魔方陣の線刻。それは母も娘も知らぬ事実であった。玉座の間、床板裏面に、地下から迫る魔の力を抑圧すべく、魔方陣を刻んで封をしてあったのだ。祖先はその旨を子孫に伝えず世を去った。ただ、今、全て天啓の形で女性二人にはもたらされた。
理由を父王の意識より得る。
魔に必要なのはひたすらに長き時のみであり、魔を操する者が慈悲を施して途中解放することがあってはならない。

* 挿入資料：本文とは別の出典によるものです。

//! Extension points, injected explicitly into every action.
//!
//! Transform slots hold ordered `(value, args) -> value` functions applied in
//! registration order. They must be pure: their only effect is the returned value.

use std::collections::HashMap;
use std::fmt;
use std::sync::Arc;

use sea_orm::sea_query::Condition;
use serde::{Deserialize, Serialize};
use serde_json::Value;

use crate::alias::AliasMap;
use crate::record::Record;

#[derive(Debug, Clone, Copy, PartialEq, Eq, Hash)]
pub enum HookSlot {
    OnWillCreate,
    OnCreateResult,
    OnWillUpdate,
    OnUpdateResult,
    OnWillRemove,
    OnRemoveResult,
    OnWillBulkCreate,
    OnWillBulkUpdate,
    OnWillBulkMerge,
    OnListResult,
    OnGetResult,
}

/// Pure transform over a slot's value; the second argument is the caller's original args.
pub type Transform = Arc<dyn Fn(Value, &Record) -> Value + Send + Sync>;

/// Extra list predicate built from the request args.
pub type ListWhereFn = Arc<dyn Fn(&Record, &AliasMap) -> Condition + Send + Sync>;

/// Maps a listed row to a suggestion.
pub type SuggestFn = Arc<dyn Fn(&Record) -> SuggestTuple + Send + Sync>;

#[derive(Debug, Clone, PartialEq, Serialize, Deserialize)]
pub struct SuggestTuple {
    pub value: Value,
    pub label: Value,
}

#[derive(Clone, Default)]
pub struct HookRegistry {
    transforms: HashMap<HookSlot, Vec<Transform>>,
    list_where: Vec<ListWhereFn>,
    suggest: Option<SuggestFn>,
}

impl fmt::Debug for HookRegistry {
    fn fmt(&self, f: &mut fmt::Formatter<'_>) -> fmt::Result {
        let mut slots: Vec<(HookSlot, usize)> =
            self.transforms.iter().map(|(slot, fns)| (*slot, fns.len())).collect();
        slots.sort_by_key(|(slot, _)| format!("{slot:?}"));
        f.debug_struct("HookRegistry")
            .field("transforms", &slots)
            .field("list_where", &self.list_where.len())
            .field("suggest", &self.suggest.is_some())
            .finish()
    }
}

impl HookRegistry {
    #[must_use]
    pub fn new() -> Self {
        Self::default()
    }

    /// Append a transform to `slot`.
    #[must_use]
    pub fn on<F>(mut self, slot: HookSlot, f: F) -> Self
    where
        F: Fn(Value, &Record) -> Value + Send + Sync + 'static,
    {
        self.transforms.entry(slot).or_default().push(Arc::new(f));
        self
    }

    #[must_use]
    pub fn on_build_list_where<F>(mut self, f: F) -> Self
    where
        F: Fn(&Record, &AliasMap) -> Condition + Send + Sync + 'static,
    {
        self.list_where.push(Arc::new(f));
        self
    }

    /// Replace the default suggestion mapping.
    #[must_use]
    pub fn on_suggest_tuple<F>(mut self, f: F) -> Self
    where
        F: Fn(&Record) -> SuggestTuple + Send + Sync + 'static,
    {
        self.suggest = Some(Arc::new(f));
        self
    }

    #[must_use]
    pub fn has(&self, slot: HookSlot) -> bool {
        self.transforms.get(&slot).is_some_and(|fns| !fns.is_empty())
    }

    /// Run `value` through every transform of `slot`, in order.
    #[must_use]
    pub fn apply(&self, slot: HookSlot, value: Value, args: &Record) -> Value {
        match self.transforms.get(&slot) {
            Some(fns) => fns.iter().fold(value, |acc, f| f(acc, args)),
            None => value,
        }
    }

    pub(crate) fn list_where(&self) -> &[ListWhereFn] {
        &self.list_where
    }

    pub(crate) fn suggest(&self) -> Option<&SuggestFn> {
        self.suggest.as_ref()
    }
}

#[cfg(test)]
#[cfg_attr(coverage_nightly, coverage(off))]
mod tests {
    use super::*;
    use serde_json::json;

    #[test]
    fn transforms_run_in_registration_order() {
        let hooks = HookRegistry::new()
            .on(HookSlot::OnWillCreate, |mut v, _| {
                v["trail"] = json!(format!("{}a", v["trail"].as_str().unwrap_or_default()));
                v
            })
            .on(HookSlot::OnWillCreate, |mut v, _| {
                v["trail"] = json!(format!("{}b", v["trail"].as_str().unwrap_or_default()));
                v
            });

        let out = hooks.apply(HookSlot::OnWillCreate, json!({"trail": ""}), &Record::new());
        assert_eq!(out["trail"], "ab");
    }

    #[test]
    fn empty_slot_is_identity() {
        let hooks = HookRegistry::new();
        assert!(!hooks.has(HookSlot::OnGetResult));
        assert_eq!(hooks.apply(HookSlot::OnGetResult, json!(null), &Record::new()), json!(null));
    }

    #[test]
    fn transforms_see_original_args() {
        let hooks = HookRegistry::new().on(HookSlot::OnCreateResult, |mut v, args| {
            v["requestedBy"] = args.get("_subject").cloned().unwrap_or_default();
            v
        });
        let args = json!({"_subject": "7"}).as_object().cloned().unwrap();
        let out = hooks.apply(HookSlot::OnCreateResult, json!({"id": 1}), &args);
        assert_eq!(out, json!({"id": 1, "requestedBy": "7"}));
    }
}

従い、地の底へ送り込まれた魔を封じると共に、慈悲請う彼らの声すら遮るよう陣を講じた。そして、子孫代々が知ることすら無いように、誰にも告げぬまま世を去った。
もし、開かれる時あるなら、時を司る者がそのように取り計らった時。
そして、その時が来たならば、魔を司る者の威厳を持って接せよ。
レムリアの理解する限り、魔の処理方法は多く二通りである。堕天使に代表される“魔道に落ちた者”はその心救い上げ慰謝を与えて光に返す。
根源的な魔は魔界に戻して封じる。
その根源を封じた場所がこれで、今、破れた。
果たして黒い霧が電磁砲撃の穴から出現し、玉座の間を満たした。それは数千年を通じて後から繰り返し封じられ続け、合体して一つの人格をなした大きな魔であった。日本の昔話に出て来る“巨大な鬼”を思わせた。
その存在に燕尾服二人は起き上がり、こけつまろびつ逃げ出した。魔の手先であろうのに怖いのか。
対し、レムリアは怖くは無かった。
不思議な感慨であった。黒い霧はもし魔王と称しても、そう思わせるだけの大きさ、力を感じさせた。だから燕尾服は逃げたのだろう。魔すらも恐れる魔なのだ。だのに、恐怖を感じず、実際攻撃もしてこない。